I'm with you 100% MarkStudy:
Is the 981 better than the 987 "in every way"?
The "vast majority" usually go with the herd and the hype, so for them the new hot set-up always trumps the current model, and the future's Porsche always seems to be the best of all possible products. And that's exactly what the car manufacturer wants the consumer to believe, and what the toady press wants to write. THAT'S THEIR JOB! Do you really believe that the next generation will be better because they say so?
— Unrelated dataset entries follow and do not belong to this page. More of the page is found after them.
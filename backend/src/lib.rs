//! # TESS DV Fast
//!
//! Fast lookup of TESS Threshold Crossing Events (TCEs) by TIC id.
//!
//! The TCE statistics published by the SPOC (2-min cadence) and TESS-SPOC
//! (FFI) pipelines are ingested offline into two SQLite databases. This crate
//! reads them, puts the TCEs of one target into a stable order and renders
//! HTML tables linking to the Data Validation reports on MAST.
//!
//! ## Architecture
//!
//! - [`models`]: TIC ids, sector descriptors and the two TCE shapes
//! - [`derivation`]: derived identifiers, product filenames and URLs
//! - [`units`]: unit conversions and value formatting
//! - [`db`]: database configuration, repository trait and implementations
//! - [`services`]: lookup orchestration, ordering, release watermarks
//! - [`render`]: HTML tables and pages
//! - [`http`]: Axum-based HTTP server and request handlers

// Allow large error types - RepositoryError contains rich context for debugging
#![allow(clippy::result_large_err)]

pub mod build_info;
pub mod db;
pub mod derivation;
pub mod models;
pub mod render;
pub mod services;
pub mod units;

#[cfg(feature = "http-server")]
pub mod http;
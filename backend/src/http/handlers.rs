//! HTTP handlers.
//!
//! Each handler corresponds to an endpoint and delegates to the lookup
//! service and the renderers.

use axum::{
    extract::{rejection::QueryRejection, Query, State},
    response::{Html, Redirect},
    Json,
};

use super::dto::{DatabaseStatus, HealthResponse, TceQuery};
use super::error::AppError;
use super::state::AppState;
use crate::models::TicId;
use crate::render::{render_home_page, render_result_page};
use crate::services::{lookup_tces, Pipeline};

/// Result type for handlers.
pub type HandlerResult<T> = Result<T, AppError>;

/// GET /
pub async fn root() -> Redirect {
    Redirect::permanent("/tces")
}

/// GET /tces
///
/// Without a `tic` parameter this is the search form. Otherwise the TIC is
/// validated before any database access and the selected pipelines are
/// queried. The page is rendered as long as at least one requested source
/// answered; if none did, the first failure becomes a 500. A query string
/// that cannot be decoded is a 400 error page.
pub async fn tces(
    State(state): State<AppState>,
    query: Result<Query<TceQuery>, QueryRejection>,
) -> HandlerResult<Html<String>> {
    let Query(query) =
        query.map_err(|e| AppError::BadRequest(format!("Invalid query: {}", e.body_text())))?;
    let Some(raw_tic) = query.tic.as_deref().filter(|t| !t.is_empty()) else {
        return Ok(Html(render_home_page(&state.watermarks, &state.build)));
    };

    let tic = TicId::parse(raw_tic)?;
    let pipeline = Pipeline::from_query(query.pipeline.as_deref());

    let lookup = lookup_tces(state.repository.as_ref(), tic, pipeline)
        .await
        .into_result()?;

    Ok(Html(render_result_page(&lookup)))
}

/// GET /health
///
/// Reports whether each database file can be opened read-only.
pub async fn health_check(State(state): State<AppState>) -> HandlerResult<Json<HealthResponse>> {
    let (spoc, tess_spoc) = state.repository.health_check().await?;
    let status = if spoc && tess_spoc { "ok" } else { "degraded" };

    Ok(Json(HealthResponse {
        status: status.to_string(),
        version: env!("CARGO_PKG_VERSION").to_string(),
        databases: DatabaseStatus { spoc, tess_spoc },
    }))
}
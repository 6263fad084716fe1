//! Latest data releases ("high watermarks") shown on the home page.
//!
//! The databases are built offline from MAST bulk-download files. Only the
//! newest source of each catalog is kept here; the sector tokens are pulled
//! out of those file names.

use once_cell::sync::Lazy;
use regex::Regex;
use serde::Serialize;

/// Newest SPOC single-sector TCE statistics file.
pub const SPOC_SINGLE_SECTOR_SOURCES: &[&str] = &[
    "https://archive.stsci.edu/missions/tess/catalogs/tce/tess2025258033922-s0097-s0097_dvr-tcestats.csv",
];

/// Newest SPOC multi-sector TCE statistics file.
pub const SPOC_MULTI_SECTOR_SOURCES: &[&str] = &[
    "https://archive.stsci.edu/missions/tess/catalogs/tce/tess2018206190142-s0001-s0092_dvr-tcestats.csv",
];

/// Newest TESS-SPOC single-sector DV download script.
pub const TESS_SPOC_SINGLE_SECTOR_SOURCES: &[&str] = &[
    "https://archive.stsci.edu/hlsps/tess-spoc/download_scripts/hlsp_tess-spoc_tess_phot_s0079_tess_v1_dl-dv.sh",
];

/// Newest TESS-SPOC multi-sector DV download script. The file is named
/// `s0056-s0069` although it covers sectors 36 through 69.
pub const TESS_SPOC_MULTI_SECTOR_SOURCES: &[&str] = &[
    "https://archive.stsci.edu/hlsps/tess-spoc/download_scripts/hlsp_tess-spoc_tess_phot_s0056-s0069_tess_v1_dl-dv.sh",
];

static SPOC_SINGLE_RE: Lazy<Regex> =
    Lazy::new(|| Regex::new(r"(s\d+)_dvr-tcestats").expect("valid regex"));
static SPOC_MULTI_RE: Lazy<Regex> =
    Lazy::new(|| Regex::new(r"(s\d+-s\d+)_dvr-tcestats").expect("valid regex"));
static TESS_SPOC_SINGLE_RE: Lazy<Regex> =
    Lazy::new(|| Regex::new(r"_(s\d+)_tess_v1_dl-dv").expect("valid regex"));
static TESS_SPOC_MULTI_RE: Lazy<Regex> =
    Lazy::new(|| Regex::new(r"_(s\d+-s\d+)_tess_v1_dl-dv").expect("valid regex"));

/// Latest sectors covered by each catalog. Empty when a source name does not
/// carry a recognizable sector token.
#[derive(Debug, Clone, Default, PartialEq, Eq, Serialize)]
pub struct HighWatermarks {
    pub spoc_single_sector: String,
    pub spoc_multi_sector: String,
    pub tess_spoc_single_sector: String,
    pub tess_spoc_multi_sector: String,
}

/// First capture group of `re` in the last entry of `sources`.
fn latest_token(sources: &[&str], re: &Regex) -> String {
    sources
        .last()
        .and_then(|url| re.captures(url))
        .and_then(|caps| caps.get(1))
        .map(|m| m.as_str().to_string())
        .unwrap_or_default()
}

impl HighWatermarks {
    pub fn current() -> Self {
        Self {
            spoc_single_sector: latest_token(SPOC_SINGLE_SECTOR_SOURCES, &SPOC_SINGLE_RE),
            spoc_multi_sector: latest_token(SPOC_MULTI_SECTOR_SOURCES, &SPOC_MULTI_RE),
            tess_spoc_single_sector: latest_token(
                TESS_SPOC_SINGLE_SECTOR_SOURCES,
                &TESS_SPOC_SINGLE_RE,
            ),
            tess_spoc_multi_sector: latest_token(
                TESS_SPOC_MULTI_SECTOR_SOURCES,
                &TESS_SPOC_MULTI_RE,
            ),
        }
    }
}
A quick review of Bruce Anderson's Buyers Guide articles
(or any credible guide to buying a used Porsche) would suggest that from a historical perspective Porsche has had some great models in certain years, and more than a few others that were not so successful for a variety of reasons. (Lemons, anyone?) It always takes a while to get the bugs out, but since Porsche evolves their cars, they usually do improve over time.
For the record I should disclose that I still own my 968, which was never a popular car, and will never be considered a classic. I do have the sales brochures to prove that Porsche was enthusiastic about the car when they built it. But I really don't care what anybody else thinks. The 968 is a beauty, its comfortable, and I love driving that car! The cabriolet is no where as good on the track as the 944S2 coupe, and it doesn't dart, dance and zip like the Cayman, but when the occasional dry day comes to western Oregon, the top goes down, the seat heaters and stereo get turned up, and this kid takes off for the coastal twisties with a smile on his face.
I saw Miles Collier's 550-001 twice a week all last summer at the Portland Art Museum, and its difficult to find much fault with Gustaf's opinion of the those Porsche Spyders. But I did get down to Monterey CA last fall, and seeing bunches of 550, Carrera Abarth and 904 GTS models took my breath away. Rod Emory has also made some dandy outlaws that put many legitimate Porsches to shame. Not all Porsches built after James Dean's car are ugly.
Seeing my pal Ken Bender's brand new 427 Cobra in 1966 was an epiphany. I didn't have $70, let alone $7,000, but I promised myself, one day...
40 years later, when I saw the first pictures and videos of the CaymanS, I was immediately knocked out by the simplicity and elegance of the machine. The hips, the slope of the hood between the rounded front fenders, the smooth unadorned sides and straight line from nose to tail. My friend Win Casey told me "There is no excuse for anyone to buy a new Porsche. There are too many great used ones around." But I was in lust, and unlike my situation in 1966, there was a little extra change in my pocket. Kenny Bender liked my Cayman's looks, and Mr. Casey called it "the best looking Porsche designed car, ever."
When I saw my nephew Carl Hertlein in Carmel in the summer of 2006, he said "Hey Uncle Denis! How about that new Cayman?"
I answered, "Got one."
I had the distracting rear deck's "Cayman S" script removed with dental floss, switched out the yellow side markers for the Euro clear ones, and mounted 19" Champion RS98
wheels, all before taking delivery. When Porsche offered the all red tail light lenses for Boxster and Caymen, those were installed. Seal gray metallic was discontinued shortly after the Cayman S was introduced, and though I briefly considered yellow, the more stealthy hue fits me better. The car came with silver spoiler lips in front (practically unnoticeable) but the stock exhaust tips were soon switched for an easier to keep clean chrome unit. The last gift the Cayman got was red seat belts, a small hint of heat that matches the brake calipers and above mentioned tail lights. Oh, there are other goodies inside, like a smaller Alcantara steering wheel and shift knob on the short shifter, the HIP clear engine cover exposing silver air intakes and the IPD plenum
, and other mods, but most of that doesn't show.
My point? The car looked great as delivered. It looks even better now. For me: less is more; simplify. Anything that distracts from the clean and obviously correct shape of the original Cayman concept should be eliminated.
I haven't read all the reviews by those who have seen the new 981 Cayman. I do recall someone wrote the interior was "Horrendous", and lots of folks posting on this site seem less than dazzled. Maybe its just personal taste, or lack of same. And maybe, like the new 991, the Cayman version of the 981 will grow on me. I'm not afraid to change my mind, but so far the new look just leaves me limp.